# Battery Problem With New Old Seiko



## bughammer (Feb 10, 2005)

I wonder if anyone has an idea about this...

I just acquired a Seiko quartz with a 7N42 movement. Having cleaned it up it is a beautiful watch, but the come down came when I tried replacing the battery.

The second hand moves about 2 seconds and then stops dead.
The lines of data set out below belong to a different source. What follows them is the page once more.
//! Client-side error taxonomy.
//!
//! Every variant renders as a sentence a user can act on; the CLI prints
//! them as-is.

use std::io;
use std::time::Duration;

use fleet_core::CollectionError;
use fleet_protocol::ProtocolError;

#[derive(Debug, thiserror::Error)]
pub enum ClientError {
    /// Bad connect arguments. Reported before any I/O.
    #[error("invalid connection parameters: {0}")]
    Validation(String),

    /// The dial failed (refused, unreachable, timed out).
    #[error("could not connect to {addr}: {source}")]
    Connection {
        addr: String,
        #[source]
        source: io::Error,
    },

    #[error("not connected to a server")]
    NotConnected,

    /// The server sent something other than what was asked for.
    #[error("protocol error: {0}")]
    Protocol(ProtocolError),

    #[error("connection i/o failed: {0}")]
    Io(#[from] io::Error),

    #[error("no reply from server within {0:?}")]
    Timeout(Duration),

    /// The connection went away while waiting for a reply.
    #[error("connection closed before the server replied")]
    Closed,

    #[error(transparent)]
    Collection(#[from] CollectionError),

    #[error("invalid client configuration: {0}")]
    Config(String),
}

impl From<ProtocolError> for ClientError {
    fn from(e: ProtocolError) -> Self {
        match e {
            ProtocolError::Io(e) => ClientError::Io(e),
            other => ClientError::Protocol(other),
        }
    }
}
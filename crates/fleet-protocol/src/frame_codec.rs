//! Length-delimited framing for message bodies over a byte stream.
//!
//! Wire format: 4-byte big-endian length prefix + body.
//!
//! The decoder buffers partial reads until a whole frame is present, and
//! yields frames one at a time when a single read carries several. A
//! length prefix above the configured maximum is rejected outright. The
//! stream cannot be resynchronised after that, so callers drop the
//! connection.

use bytes::{Buf, BufMut, Bytes, BytesMut};
use fleet_core::Message;
use tokio_util::codec::{Decoder, Encoder};

use crate::text_codec;
use crate::wire_types::{DEFAULT_MAX_FRAME_LEN, LENGTH_PREFIX_LEN};
use crate::ProtocolError;

/// Codec for framing message bodies over a byte stream.
///
/// Decodes raw bodies (`Bytes`) so the caller decides what to do with one
/// it does not understand; encodes either raw bodies or whole [`Message`]s.
#[derive(Debug, Clone, Copy)]
pub struct FrameCodec {
    max_frame_len: usize,
}

impl FrameCodec {
    /// Limits above what the 4-byte prefix can express are clamped to
    /// `u32::MAX`.
    pub fn new(max_frame_len: usize) -> Self {
        Self {
            max_frame_len: max_frame_len.min(u32::MAX as usize),
        }
    }

    pub fn max_frame_len(&self) -> usize {
        self.max_frame_len
    }
}

impl Default for FrameCodec {
    fn default() -> Self {
        Self::new(DEFAULT_MAX_FRAME_LEN)
    }
}

impl Decoder for FrameCodec {
    type Item = Bytes;
    type Error = ProtocolError;

    fn decode(&mut self, src: &mut BytesMut) -> Result<Option<Self::Item>, Self::Error> {
        if src.len() < LENGTH_PREFIX_LEN {
            return Ok(None);
        }

        let length = u32::from_be_bytes([src[0], src[1], src[2], src[3]]) as usize;

        if length > self.max_frame_len {
            return Err(ProtocolError::FrameTooLarge {
                size: length,
                max: self.max_frame_len,
            });
        }

        let total = LENGTH_PREFIX_LEN + length;
        if src.len() < total {
            src.reserve(total - src.len());
            return Ok(None);
        }

        src.advance(LENGTH_PREFIX_LEN);
        Ok(Some(src.split_to(length).freeze()))
    }
}

impl Encoder<Bytes> for FrameCodec {
    type Error = ProtocolError;

    fn encode(&mut self, body: Bytes, dst: &mut BytesMut) -> Result<(), Self::Error> {
        if body.len() > self.max_frame_len {
            return Err(ProtocolError::FrameTooLarge {
                size: body.len(),
                max: self.max_frame_len,
            });
        }

        dst.reserve(LENGTH_PREFIX_LEN + body.len());
        dst.put_u32(body.len() as u32);
        dst.extend_from_slice(&body);
        Ok(())
    }
}

impl Encoder<Message> for FrameCodec {
    type Error = ProtocolError;

    fn encode(&mut self, msg: Message, dst: &mut BytesMut) -> Result<(), Self::Error> {
        let body = text_codec::encode_to_bytes(&msg);
        Encoder::<Bytes>::encode(self, body, dst)
    }
}
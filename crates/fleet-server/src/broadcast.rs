//! Roster fan-out.
//!
//! Whenever the registry changes, every live session gets a fresh
//! `RosterUpdate` listing all connected peers, itself included.
//!
//! Nothing here touches a socket: messages are queued on each session's
//! outbound channel and written by that session's writer task. A closed
//! queue means the writer has already died; that session is dropped from
//! the registry and the others still get their copy.

use fleet_core::Message;
use tracing::{debug, info};

use crate::state::ServerState;

/// Queue the current roster to every live session.
///
/// Returns the number of sessions the roster was queued to.
pub async fn broadcast_roster(state: &ServerState) -> usize {
    let (queued, dead) = {
        let _serial = state.broadcast_lock.lock().await;

        // Snapshot of current sessions to minimize lock hold time.
        let sessions = state.registry.snapshot().await;
        let roster = Message::RosterUpdate(sessions.iter().map(|(_, e)| e.peer_addr).collect());

        let mut dead = Vec::new();
        for (id, entry) in &sessions {
            if entry.outbound.send(roster.clone()).is_err() {
                dead.push(*id);
            }
        }

        debug!(sessions = sessions.len(), failed = dead.len(), "roster broadcast");
        (sessions.len() - dead.len(), dead)
    };

    for id in dead {
        if state.registry.remove(id).await {
            info!(session = %id, "dropped session with closed outbound queue");
        }
    }

    queued
}
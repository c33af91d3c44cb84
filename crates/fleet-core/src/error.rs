//! Error types for the record collection collaborator.

/// Failures reported by a [`crate::RecordCollection`] implementation.
#[derive(Debug, thiserror::Error)]
pub enum CollectionError {
    /// The local collection could not be turned into a payload.
    #[error("failed to serialize collection: {0}")]
    Serialize(String),

    /// A received payload is not a valid collection.
    #[error("failed to deserialize collection: {0}")]
    Deserialize(String),

    /// Writing the collection to local storage failed.
    #[error("failed to persist collection: {0}")]
    Persist(#[from] std::io::Error),
}
//! Error type for the server crate.

use std::io;

#[derive(Debug, thiserror::Error)]
pub enum ServerError {
    /// The listening socket could not be opened.
    #[error("failed to bind {addr}: {source}")]
    Bind {
        addr: String,
        #[source]
        source: io::Error,
    },

    /// Bad value in the environment or config file.
    #[error("invalid configuration: {0}")]
    Config(String),

    #[error("i/o error: {0}")]
    Io(#[from] io::Error),
}
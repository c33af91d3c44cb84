// crates/fleet-client/src/config.rs

use std::path::{Path, PathBuf};
use std::time::Duration;

use fleet_protocol::wire_types::DEFAULT_MAX_FRAME_LEN;
use serde::{Deserialize, Serialize};

use crate::error::ClientError;

/// Configuration for the sync client
#[derive(Debug, Clone, Serialize, Deserialize)]
#[serde(default)]
pub struct ClientConfig {
    pub host: String,
    pub port: u16,
    pub connect_timeout_ms: u64,
    /// How long a pull waits for the server's answer.
    pub response_timeout_ms: u64,
    /// Keep-alive period; `0` disables keep-alives.
    pub heartbeat_interval_secs: u64,
    pub max_frame_len: usize,
    /// Local record collection file.
    pub collection_path: PathBuf,
}

impl Default for ClientConfig {
    fn default() -> Self {
        Self {
            host: "127.0.0.1".to_string(),
            port: 5000,
            connect_timeout_ms: 5_000,
            response_timeout_ms: 10_000,
            heartbeat_interval_secs: 30,
            max_frame_len: DEFAULT_MAX_FRAME_LEN,
            collection_path: PathBuf::from("cars.json"),
        }
    }
}

impl ClientConfig {
    /// Load a TOML file. Missing fields take their defaults.
    pub fn load(path: impl AsRef<Path>) -> Result<Self, ClientError> {
        let path = path.as_ref();
        let text = std::fs::read_to_string(path)
            .map_err(|e| ClientError::Config(format!("cannot read {}: {}", path.display(), e)))?;
        toml::from_str(&text).map_err(|e| ClientError::Config(e.to_string()))
    }

    pub fn connect_timeout(&self) -> Duration {
        Duration::from_millis(self.connect_timeout_ms)
    }

    pub fn response_timeout(&self) -> Duration {
        Duration::from_millis(self.response_timeout_ms)
    }

    pub fn heartbeat_interval(&self) -> Option<Duration> {
        (self.heartbeat_interval_secs > 0).then(|| Duration::from_secs(self.heartbeat_interval_secs))
    }
}
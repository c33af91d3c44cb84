// crates/fleet-server/tests/sessions.rs
mod common;

use std::time::Duration;

use common::{eventually, start, test_config, Peer};
use fleet_core::Message;

#[tokio::test]
async fn greeting_comes_before_any_roster() {
    let server = start(test_config()).await;

    let mut peer = Peer::connect(server.addr).await;
    peer.expect_welcome().await;

    let roster = peer.roster_until(|_| true).await;
    assert_eq!(roster, vec![peer.local]);
}

#[tokio::test]
async fn pull_from_empty_store_returns_empty_list() {
    let server = start(test_config()).await;
    let mut peer = Peer::join(server.addr).await;

    assert_eq!(&peer.pull().await[..], b"[]");
}

#[tokio::test]
async fn pushed_payload_is_served_to_other_clients() {
    let server = start(test_config()).await;

    let mut a = Peer::join(server.addr).await;
    a.send(Message::push(&b"[{\"Brand\":\"Toyota\"}]"[..])).await;
    // Push is fire-and-forget; a pull on the same connection orders after it.
    assert_eq!(&a.pull().await[..], b"[{\"Brand\":\"Toyota\"}]");

    let mut b = Peer::join(server.addr).await;
    assert_eq!(&b.pull().await[..], b"[{\"Brand\":\"Toyota\"}]");
}

#[tokio::test]
async fn last_push_wins() {
    let server = start(test_config()).await;
    let mut a = Peer::join(server.addr).await;
    let mut b = Peer::join(server.addr).await;

    a.send(Message::push(&b"[1]"[..])).await;
    assert_eq!(&a.pull().await[..], b"[1]");
    b.send(Message::push(&b"[2]"[..])).await;
    assert_eq!(&b.pull().await[..], b"[2]");

    assert_eq!(&a.pull().await[..], b"[2]");
}

#[tokio::test]
async fn every_peer_ends_up_with_the_full_roster() {
    const N: usize = 6;
    let server = start(test_config()).await;

    let mut peers = Vec::new();
    for _ in 0..N {
        peers.push(Peer::connect(server.addr).await);
    }
    let mut expected: Vec<_> = peers.iter().map(|p| p.local).collect();
    expected.sort();

    for peer in &mut peers {
        let mut roster = peer.roster_until(|r| r.len() == N).await;
        roster.sort();
        assert_eq!(roster, expected);
    }

    // Nothing after the full roster may contradict it.
    for peer in &mut peers {
        if let Some(mut latest) = peer.last_roster(Duration::from_millis(300)).await {
            latest.sort();
            assert_eq!(latest, expected);
        }
    }

    assert_eq!(server.state.registry.len().await, N);
}

#[tokio::test]
async fn disconnect_is_reflected_in_the_next_roster() {
    let server = start(test_config()).await;

    let a = Peer::join(server.addr).await;
    let mut b = Peer::join(server.addr).await;
    b.roster_until(|r| r.len() == 2).await;

    drop(a);

    let roster = b.roster_until(|r| r.len() == 1).await;
    assert_eq!(roster, vec![b.local]);

    let registry = server.state.registry.clone();
    eventually(|| {
        let registry = registry.clone();
        async move { registry.len().await == 1 }
    })
    .await;
}

#[tokio::test]
async fn malformed_message_does_not_end_the_session() {
    let server = start(test_config()).await;
    let mut peer = Peer::join(server.addr).await;

    peer.send_raw(b"HELLO SERVER").await;
    peer.send_raw(b"").await;
    peer.send_raw(b"Connected clients:\nnonsense\n").await;

    assert_eq!(&peer.pull().await[..], b"[]");
}

#[tokio::test]
async fn server_bound_only_messages_are_ignored() {
    let server = start(test_config()).await;
    let mut peer = Peer::join(server.addr).await;

    // A client pretending to answer a pull must not touch the snapshot.
    peer.send(Message::pull_response(&b"[\"forged\"]"[..])).await;
    peer.send(Message::Ping).await;

    assert_eq!(&peer.pull().await[..], b"[]");
}

#[tokio::test]
async fn oversized_frame_closes_only_the_offending_session() {
    let mut config = test_config();
    config.max_frame_len = 128;
    let server = start(config).await;

    let mut good = Peer::join(server.addr).await;
    let mut bad = Peer::join(server.addr).await;
    good.roster_until(|r| r.len() == 2).await;

    bad.send_raw(&[b'x'; 300]).await;
    bad.expect_closed().await;

    let roster = good.roster_until(|r| r.len() == 1).await;
    assert_eq!(roster, vec![good.local]);
    assert_eq!(&good.pull().await[..], b"[]");
}

#[tokio::test]
async fn connections_beyond_max_clients_are_dropped() {
    let mut config = test_config();
    config.max_clients = 1;
    let server = start(config).await;

    let mut first = Peer::join(server.addr).await;

    let mut second = Peer::connect(server.addr).await;
    assert!(second.recv().await.is_none());

    assert_eq!(&first.pull().await[..], b"[]");
}

#[tokio::test]
async fn idle_sessions_are_reaped_but_pings_keep_them_alive() {
    let mut config = test_config();
    config.idle_timeout_secs = 1;
    let server = start(config).await;

    let mut busy = Peer::join(server.addr).await;
    let mut idle = Peer::join(server.addr).await;

    for _ in 0..4 {
        tokio::time::sleep(Duration::from_millis(400)).await;
        busy.send(Message::Ping).await;
    }

    idle.expect_closed().await;

    let roster = busy.roster_until(|r| r.len() == 1).await;
    assert_eq!(roster, vec![busy.local]);
    assert_eq!(&busy.pull().await[..], b"[]");
}

#[tokio::test]
async fn shutdown_closes_listener_and_sessions() {
    let server = start(test_config()).await;
    let mut peer = Peer::join(server.addr).await;

    server.shutdown.send(()).unwrap();

    peer.expect_closed().await;
    tokio::time::timeout(Duration::from_secs(5), server.task)
        .await
        .expect("accept loop did not stop")
        .unwrap();
}
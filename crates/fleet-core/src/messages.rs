//! Message types shared by the sync client and server.
//!
//! These are **transport-agnostic** logical messages. The textual
//! prefixes and the framing that carry them over TCP live in the
//! `fleet-protocol` crate; this module is purely logical.
//!
//! Payloads (`PushPayload` / `PullResponse`) are opaque: the sync layer
//! hands them to and from the record collection unchanged.

use std::net::SocketAddr;

use bytes::Bytes;

/// A single logical message on a sync connection.
#[derive(Debug, Clone, PartialEq, Eq)]
pub enum Message {
    /// Greeting sent once by the server right after accept.
    Welcome(String),

    /// Current set of connected peers, broadcast whenever the registry changes.
    RosterUpdate(Vec<SocketAddr>),

    /// Client → server: replace the stored snapshot with this payload.
    PushPayload(Bytes),

    /// Client → server: ask for the stored snapshot.
    PullRequest,

    /// Server → client: the stored snapshot (empty-list payload if none).
    PullResponse(Bytes),

    /// Client → server keep-alive. Never answered.
    Ping,
}

/// Payload-free discriminant of [`Message`], handy for logging and routing.
#[derive(Debug, Clone, Copy, PartialEq, Eq, Hash)]
pub enum MessageKind {
    Welcome,
    RosterUpdate,
    PushPayload,
    PullRequest,
    PullResponse,
    Ping,
}

impl Message {
    /// Convenience constructor for a push of `payload`.
    pub fn push(payload: impl Into<Bytes>) -> Self {
        Message::PushPayload(payload.into())
    }

    /// Convenience constructor for a pull response carrying `payload`.
    pub fn pull_response(payload: impl Into<Bytes>) -> Self {
        Message::PullResponse(payload.into())
    }

    pub fn kind(&self) -> MessageKind {
        match self {
            Message::Welcome(_) => MessageKind::Welcome,
            Message::RosterUpdate(_) => MessageKind::RosterUpdate,
            Message::PushPayload(_) => MessageKind::PushPayload,
            Message::PullRequest => MessageKind::PullRequest,
            Message::PullResponse(_) => MessageKind::PullResponse,
            Message::Ping => MessageKind::Ping,
        }
    }

    /// True for messages only a server is expected to send.
    pub fn is_server_to_client(&self) -> bool {
        matches!(
            self,
            Message::Welcome(_) | Message::RosterUpdate(_) | Message::PullResponse(_)
        )
    }

    /// True for notifications that are shown to the user as they arrive
    /// (as opposed to replies awaited by a specific request).
    pub fn is_notification(&self) -> bool {
        matches!(self, Message::Welcome(_) | Message::RosterUpdate(_))
    }

    /// Size of the opaque payload, if this message carries one.
    pub fn payload_len(&self) -> Option<usize> {
        match self {
            Message::PushPayload(p) | Message::PullResponse(p) => Some(p.len()),
            _ => None,
        }
    }
}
Does this mean I need a high drain battery in the watch instead of the low drain one I tried, or have I just got a lemon? (Didn't think it mattered too much as the watch only has a date window).

The two second thing reminds me a little of the "end of life" indication on my other Seiko, but the watch did have a flat battery in it for a long time and has traces of rust inside.

I'd be grateful for any pointers!

Thanks

Kevin


----------



## julian (Jun 3, 2003)

I had this sort of trouble on a 7548 (?) Seiko diver.

The batter had at some time oozed some stuff out .I cleaned the contacts carefully and and replaced the battery with a new one from a Tandy store using the same ref. no as the old one .Still no movement .

A person on the SCTF advised me to check the voltage on the battery which was ,say 1.5 volts .He then told me that this movement required say,1.55 minimum to work properly .I got the battery ref. no. from Seiko and bought one ,checked the voltage and installed it .It worked .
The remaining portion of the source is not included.